[Aim of the task]: There is material below. Print exactly the lines starting at the line with "generate_mask_key()" and ending at the line with "impl Endpoint for", ends included, and no others.

[Provided data]:
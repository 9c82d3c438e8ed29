//! Session-external context: the endpoint registry, the application
//! callback object, and per-connection configuration.
//!
//! The original design kept host validation, the RNG and log sinks as
//! endpoint-wide singletons; here they arrive as an explicit [`Endpoint`]
//! value passed at session construction, and logging goes through
//! `tracing` directly.

use crate::close::CloseRecord;
use crate::frame::generate_mask_key;
use crate::handshake::{HandshakeRecord, ResponseOptions};
use crate::message::Message;
use crate::session::SessionLink;
use std::time::Duration;

/// Endpoint-wide registry shared by all sessions of one listener.
///
/// Stateless or internally synchronized; a `&` reference is handed to each
/// session.
pub trait Endpoint {
    /// Accepts or rejects the Host header of an incoming handshake.
    /// Rejection answers with a 400.
    fn validate_host(&self, _host: &str) -> bool {
        true
    }

    /// Produces a masking key for one client-role frame. The default
    /// draws from OS entropy; tests may inject a fixed source.
    fn mask_key(&self) -> [u8; 4] {
        generate_mask_key()
    }
}

/// Registry that accepts every host and masks from OS entropy.
#[derive(Debug, Clone, Copy, Default)]
pub struct DefaultEndpoint;

impl Endpoint for DefaultEndpoint {}

/// Application rejection of a handshake, surfaced as an HTTP error page.
#[derive(Debug, Clone)]
pub struct Rejection {
    /// HTTP status to answer with.
    pub status: u16,
    /// Reason phrase (empty uses the standard phrase for the status).
    pub reason: String,
}

impl Rejection {
    /// Rejection with a status and reason phrase.
    #[must_use]
    pub fn new(status: u16, reason: impl Into<String>) -> Self {
        Self {
            status,
            reason: reason.into(),
        }
    }
}

/// The application side of a session.
///
/// All callbacks run on the session's task, between its suspension
/// points; sends issued through the [`SessionLink`] are queued and written
/// after the callback returns. `on_close` fires exactly once, and only if
/// `on_open` fired.
pub trait Handler {
    /// Runs at the end of handshake validation. May add response headers,
    /// select a subprotocol or extension, or reject the connection.
    ///
    /// # Errors
    ///
    /// Returning a [`Rejection`] turns the handshake into an HTTP error
    /// page with the given status.
    fn validate(
        &mut self,
        _record: &HandshakeRecord,
        _response: &mut ResponseOptions,
    ) -> Result<(), Rejection> {
        Ok(())
    }

    /// The connection reached OPEN.
    fn on_open(&mut self, _link: &mut SessionLink<'_>) {}

    /// A complete message arrived.
    fn on_message(&mut self, _link: &mut SessionLink<'_>, _message: Message) {}

    /// The connection reached CLOSED. `record` carries codes, reasons and
    /// the clean/unclean outcome.
    fn on_close(&mut self, _record: &CloseRecord) {}
}

/// Per-session tuning knobs.
#[derive(Debug, Clone)]
pub struct SessionConfig {
    /// Chunk size for socket reads and initial buffer capacity.
    pub read_buffer_capacity: usize,
    /// Upper bound on the handshake head (request line + headers).
    pub max_handshake_len: usize,
    /// Per-frame payload cap (decoder fails with 1009 beyond it).
    pub max_frame_len: usize,
    /// Whole-message cap across continuations.
    pub max_message_len: usize,
    /// Deadline for the opening handshake to complete.
    pub handshake_timeout: Duration,
    /// Deadline for the peer's close acknowledgement.
    pub close_ack_timeout: Duration,
    /// Value of the `Server:` response header.
    pub server_ident: String,
}

impl Default for SessionConfig {
    fn default() -> Self {
        Self {
            read_buffer_capacity: 8 * 1024,
            max_handshake_len: 16 * 1024,
            max_frame_len: 16 * 1024 * 1024,
            max_message_len: 64 * 1024 * 1024,
            handshake_timeout: Duration::from_secs(5),
            close_ack_timeout: Duration::from_secs(1),
            server_ident: concat!("websock/", env!("CARGO_PKG_VERSION")).to_string(),
        }
    }
}

impl SessionConfig {
    /// Configuration with production defaults.
    #[must_use]
    pub fn new() -> Self {
        Self::default()
    }

    /// Sets the per-frame payload cap.
    #[must_use]
    pub fn with_max_frame_len(mut self, max: usize) -> Self {
        self.max_frame_len = max;
        self
    }

    /// Sets the whole-message cap.
    #[must_use]
    pub fn with_max_message_len(mut self, max: usize) -> Self {
        self.max_message_len = max;
        self
    }

    /// Sets the handshake deadline.
    #[must_use]
    pub fn with_handshake_timeout(mut self, timeout: Duration) -> Self {
        self.handshake_timeout = timeout;
        self
    }

    /// Sets the close-acknowledgement deadline.
    #[must_use]
    pub fn with_close_ack_timeout(mut self, timeout: Duration) -> Self {
        self.close_ack_timeout = timeout;
        self
    }

    /// Sets the `Server:` header value.
    #[must_use]
    pub fn with_server_ident(mut self, ident: impl Into<String>) -> Self {
        self.server_ident = ident.into();
        self
    }

    /// Sets the read chunk size.
    #[must_use]
    pub fn with_read_buffer_capacity(mut self, capacity: usize) -> Self {
        self.read_buffer_capacity = capacity;
        self
    }
}
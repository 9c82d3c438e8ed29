//! Per-connection session engine.
//!
//! A [`Session`] owns one transport stream and drives it from the opening
//! handshake to TCP teardown: CONNECTING → OPEN → CLOSING → CLOSED. The
//! session is single-task cooperative: exactly one read is in flight at a
//! time, writes are serialized through an outbound queue, and application
//! callbacks run between suspension points, so no locking is needed.
//!
//! Two deadlines guard the lifecycle, at most one armed at a time: the
//! handshake must complete within `handshake_timeout` (expiry drops TCP),
//! and once a close frame has been sent the peer's acknowledgement must
//! arrive within `close_ack_timeout` (expiry drops TCP with
//! `was_clean = false`). A deadline is cancelled by the guarded read
//! completing; expiry surfaces as an `Elapsed` value, so the two outcomes
//! cannot be confused.
//!
//! Errors never reach the application as return values. They are
//! translated at the top of the frame loop into close frames or TCP drops
//! and recorded on the terminal [`CloseRecord`], which `run` returns and
//! `on_close` observes.

use crate::close::{sanitize_close, CloseCode, ClosePayloadError, CloseReason, CloseRecord};
use crate::endpoint::{DefaultEndpoint, Endpoint, Handler, SessionConfig};
use crate::frame::{Frame, FrameCodec, FrameError, Opcode, Role};
use crate::handshake::{
    build_accept_response, build_error_response, validate_request, HandshakeError,
    HandshakeRecord, HttpRequest, Negotiated, ResponseOptions,
};
use crate::message::{AssemblyError, MessageAssembler};
use bytes::{Bytes, BytesMut};
use std::collections::VecDeque;
use std::future::poll_fn;
use std::io;
use std::pin::Pin;
use std::task::Poll;
use tokio::io::{AsyncRead, AsyncWrite, ReadBuf};
use tokio::time::{timeout, timeout_at, Instant};
use tokio_util::codec::{Decoder, Encoder};
use tracing::{debug, error, info, trace, warn};

/// Connection lifecycle state.
#[derive(Debug, Clone, Copy, PartialEq, Eq)]
pub enum SessionState {
    /// Opening handshake in progress.
    Connecting,
    /// Handshake complete, data flowing.
    Open,
    /// A close frame has been sent or received; waiting for the exchange
    /// to finish.
    Closing,
    /// Terminal. No frames are emitted past this point.
    Closed,
}

/// Session-level error taxonomy.
///
/// Every variant maps to exactly one recovery: a close frame with a
/// specific status, a logged no-op, or an immediate TCP drop.
#[derive(Debug)]
pub enum SessionError {
    /// Opening handshake failed; answered with an HTTP error page.
    Handshake(HandshakeError),
    /// Peer violated framing rules; close with 1002.
    Protocol(String),
    /// Peer sent a malformed payload (bad UTF-8); close with 1007.
    Payload(String),
    /// Frame or message over the configured limit; close with 1009.
    TooBig {
        /// Observed size.
        size: u64,
        /// Configured maximum.
        max: usize,
    },
    /// Internal endpoint failure; close with 1008 on the wire.
    Internal(String),
    /// Non-fatal; logged, processing continues.
    Soft(String),
    /// Unrecoverable; TCP dropped without a close frame.
    Fatal(&'static str),
    /// Transport error; TCP dropped, `was_clean = false`.
    Io(io::Error),
    /// Peer dropped TCP.
    Eof,
    /// An accessor needing the handshake was called while CONNECTING.
    NotOpen,
}

impl std::fmt::Display for SessionError {
    fn fmt(&self, f: &mut std::fmt::Formatter<'_>) -> std::fmt::Result {
        match self {
            Self::Handshake(e) => write!(f, "handshake failed: {e}"),
            Self::Protocol(msg) => write!(f, "protocol violation: {msg}"),
            Self::Payload(msg) => write!(f, "payload violation: {msg}"),
            Self::TooBig { size, max } => {
                write!(f, "message of {size} bytes exceeds limit of {max}")
            }
            Self::Internal(msg) => write!(f, "internal endpoint error: {msg}"),
            Self::Soft(msg) => write!(f, "soft session error: {msg}"),
            Self::Fatal(msg) => write!(f, "fatal session error: {msg}"),
            Self::Io(e) => write!(f, "I/O error: {e}"),
            Self::Eof => write!(f, "peer closed the connection"),
            Self::NotOpen => write!(f, "not available before the handshake has completed"),
        }
    }
}

impl std::error::Error for SessionError {
    fn source(&self) -> Option<&(dyn std::error::Error + 'static)> {
        match self {
            Self::Handshake(e) => Some(e),
            Self::Io(e) => Some(e),
            _ => None,
        }
    }
}

impl From<io::Error> for SessionError {
    fn from(err: io::Error) -> Self {
        Self::Io(err)
    }
}

impl From<HandshakeError> for SessionError {
    fn from(err: HandshakeError) -> Self {
        Self::Handshake(err)
    }
}

impl From<FrameError> for SessionError {
    fn from(err: FrameError) -> Self {
        match err {
            FrameError::Io(e) => Self::Io(e),
            FrameError::PayloadTooLarge { size, max } => Self::TooBig { size, max },
            other => Self::Protocol(other.to_string()),
        }
    }
}

impl From<AssemblyError> for SessionError {
    fn from(err: AssemblyError) -> Self {
        match err {
            AssemblyError::Interleaving(msg) => Self::Protocol(msg.to_string()),
            AssemblyError::InvalidUtf8 => Self::Payload(err.to_string()),
            AssemblyError::MessageTooBig { size, max } => Self::TooBig {
                size: size as u64,
                max,
            },
        }
    }
}

impl From<ClosePayloadError> for SessionError {
    fn from(err: ClosePayloadError) -> Self {
        match err {
            ClosePayloadError::InvalidReasonUtf8 => Self::Payload(err.to_string()),
            ClosePayloadError::TruncatedCode | ClosePayloadError::DisallowedCode(_) => {
                Self::Protocol(err.to_string())
            }
        }
    }
}

/// The one deadline a session may have armed.
#[derive(Debug, Clone, Copy)]
enum ArmedTimer {
    /// Handshake must finish by this instant.
    Handshake(Instant),
    /// Close acknowledgement must arrive by this instant.
    CloseAck(Instant),
}

/// Protocol state shared between the session loop and the callback-facing
/// [`SessionLink`].
#[derive(Debug)]
struct Conn {
    state: SessionState,
    role: Role,
    config: SessionConfig,
    codec: FrameCodec,
    assembler: MessageAssembler,
    handshake: Option<HandshakeRecord>,
    negotiated: Option<Negotiated>,
    close_record: CloseRecord,
    outbound: VecDeque<Frame>,
    timer: Option<ArmedTimer>,
    /// `on_open` was delivered; gates `on_close`.
    opened: bool,
}

impl Conn {
    fn new(role: Role, config: SessionConfig) -> Self {
        let codec = FrameCodec::new(role).max_payload_len(config.max_frame_len);
        let assembler = MessageAssembler::new(config.max_message_len);
        Self {
            state: SessionState::Connecting,
            role,
            config,
            codec,
            assembler,
            handshake: None,
            negotiated: None,
            close_record: CloseRecord::default(),
            outbound: VecDeque::new(),
            timer: None,
            opened: false,
        }
    }

    /// Fills in the masking key on client-role frames.
    fn prepare_mask(&self, frame: &mut Frame, endpoint: &dyn Endpoint) {
        if self.role == Role::Client && frame.mask_key.is_none() {
            frame.mask_key = Some(endpoint.mask_key());
        }
    }

    fn enqueue(&mut self, mut frame: Frame, endpoint: &dyn Endpoint) {
        self.prepare_mask(&mut frame, endpoint);
        self.outbound.push_back(frame);
    }

    /// Initiates the close handshake from this side. Only meaningful in
    /// OPEN; elsewhere the request is dropped with a warning, like any
    /// other send.
    fn send_close(&mut self, code: u16, reason: &str, endpoint: &dyn Endpoint) {
        if self.state != SessionState::Open {
            warn!("dropping close request: session is not open");
            return;
        }
        let (code, reason) = sanitize_close(code, reason);
        self.close_record.closed_by_me = true;
        self.close_record.local_code = Some(code);
        self.close_record.local_reason = if reason.is_empty() {
            None
        } else {
            Some(reason)
        };
        self.state = SessionState::Closing;
        self.arm_close_timer();
        let close = CloseReason::new(code, self.close_record.local_reason.as_deref());
        self.enqueue(close.to_frame(), endpoint);
    }

    /// Arms the close-ack deadline; replaces whatever was armed before.
    fn arm_close_timer(&mut self) {
        self.timer = Some(ArmedTimer::CloseAck(
            Instant::now() + self.config.close_ack_timeout,
        ));
    }
}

[Exercise output]:
        generate_mask_key()
    }
}

/// Registry that accepts every host and masks from OS entropy.
#[derive(Debug, Clone, Copy, Default)]
pub struct DefaultEndpoint;

impl Endpoint for DefaultEndpoint {}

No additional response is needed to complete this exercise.